Nonostante la laurea in Economia e Commercio, non trascurò mai i suoi interessi intellettuali come la filosofia e l’arte in tutte le sue sfaccettature: pittura, certo, ma anche incisione, fotomontaggio e bassorilievo. Il rigore e lo stile unico delle sue opere condurranno Ettore Sobrero al culmine del suo percorso artistico a partire dal 1955, anno catartico che vede l’inaugurazione della stagione dei “Cieli Alti”.
I temi del cosmo non erano inediti all’arte pittorica e letteraria europea, ma Sobrero li concretizza con una fusione fra il Tachisme di Jean Fautrier e il magnetismo dei paesaggi di Osvaldo Licini a dir poco singolare. Negli stessi anni Italo Calvino pubblica “Le Cosmicomiche”, per questo è inevitabilmente incuriosito dai soggetti del suo vecchio amico, del quale decreterà la superiorità espressiva, in quanto il dinamismo dei quadri di Sobrero era fondato su un astrattismo esente dal peso diretto delle parole.
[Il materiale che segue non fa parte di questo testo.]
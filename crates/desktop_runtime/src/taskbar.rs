//! Taskbar registry: one button per live window, with a derived visual state.

use crate::{
    model::{WindowId, WindowRecord, WindowType},
    window_manager::top_window,
};

#[derive(Debug, Clone, Copy, PartialEq, Eq)]
pub enum TaskbarButtonState {
    /// The window is minimized.
    Minimized,
    /// The window is the current top window.
    Active,
    /// Open and visible, not focused.
    Inactive,
}

impl TaskbarButtonState {
    pub fn css_class(self) -> &'static str {
        match self {
            Self::Minimized => "minimized",
            Self::Active => "active",
            Self::Inactive => "",
        }
    }
}

#[derive(Debug, Clone, PartialEq, Eq)]
pub struct TaskbarButton {
    pub window_id: WindowId,
    pub window_type: WindowType,
    pub label: String,
    pub state: TaskbarButtonState,
}

/// What a click on a taskbar button should do to its window.
#[derive(Debug, Clone, Copy, PartialEq, Eq)]
pub enum TaskbarClickAction {
    Restore,
    Minimize,
    BringToFront,
}

#[derive(Debug, Clone, PartialEq, Eq, Default)]
pub struct TaskbarRegistry {
    buttons: Vec<TaskbarButton>,
}

impl TaskbarRegistry {
    pub fn buttons(&self) -> &[TaskbarButton] {
        &self.buttons
    }

    pub fn len(&self) -> usize {
        self.buttons.len()
    }

    pub fn is_empty(&self) -> bool {
        self.buttons.is_empty()
    }

    pub fn button(&self, window_id: WindowId) -> Option<&TaskbarButton> {
        self.buttons.iter().find(|b| b.window_id == window_id)
    }

    /// Registers a button for `window`. A window never gets a second button.
    pub fn add(&mut self, window: &WindowRecord) {
        if self.button(window.id).is_some() {
            return;
        }
        self.buttons.push(TaskbarButton {
            window_id: window.id,
            window_type: window.window_type.clone(),
            label: window.title.clone(),
            state: TaskbarButtonState::Inactive,
        });
    }

    /// Removes the button of `window_id`; returns whether one existed.
    pub fn remove(&mut self, window_id: WindowId) -> bool {
        let before = self.buttons.len();
        self.buttons.retain(|b| b.window_id != window_id);
        self.buttons.len() != before
    }

    /// Recomputes every button state from the window records. Idempotent.
    pub fn refresh(&mut self, windows: &[WindowRecord]) {
        let top = top_window(windows).map(|w| w.id);
        for button in &mut self.buttons {
            let minimized = windows
                .iter()
                .find(|w| w.id == button.window_id)
                .map(|w| w.minimized)
                .unwrap_or(false);
            button.state = if minimized {
                TaskbarButtonState::Minimized
            } else if top == Some(button.window_id) {
                TaskbarButtonState::Active
            } else {
                TaskbarButtonState::Inactive
            };
        }
    }
}

/// Standard desktop convention: restore minimized, minimize the top window, raise the rest.
pub fn click_action(windows: &[WindowRecord], window_id: WindowId) -> Option<TaskbarClickAction> {
    let window = windows.iter().find(|w| w.id == window_id)?;
    let action = if window.minimized {
        TaskbarClickAction::Restore
    } else if top_window(windows).map(|w| w.id) == Some(window_id) {
        TaskbarClickAction::Minimize
    } else {
        TaskbarClickAction::BringToFront
    };
    Some(action)
}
Gli spazi sconosciuti e ignoti del cosmo si concretizzano sulla tela attraverso il sapiente uso di segni plastici, polveri e pigmenti. La luminosità assicurata dalla perfezione scultorea dei cieli intangibili ci invitano alla riflessione parmenidea sulla profondità dell’esistenza e sulla unicità di follia e ragione.
Artista italiano versatile e in continua evoluzione, Ettore Sobrero dà vita a veri e propri viaggi nel cosmo alla scoperta per poi soffermarsi sulla profondità dell’animo umano, cercando di rappresentarne l’essenza attraverso la miniatura. L’equilibrio di rapporti tra forma, misura e colore richiama l’epoca vittoriana, caratterizzata dall’estrema pianificazione dello spazio abitativo. La scultura permette all’artista di racchiudere in uno scrigno gli attimi salienti richiamati consapevolmente dalla memoria, fornendo allo spettatore la chiave per sperimentare epifanie uniche, personali, conferendo contemporaneità ad attimi passati e mai dimenticati, come un’eterna madeleine proustiana.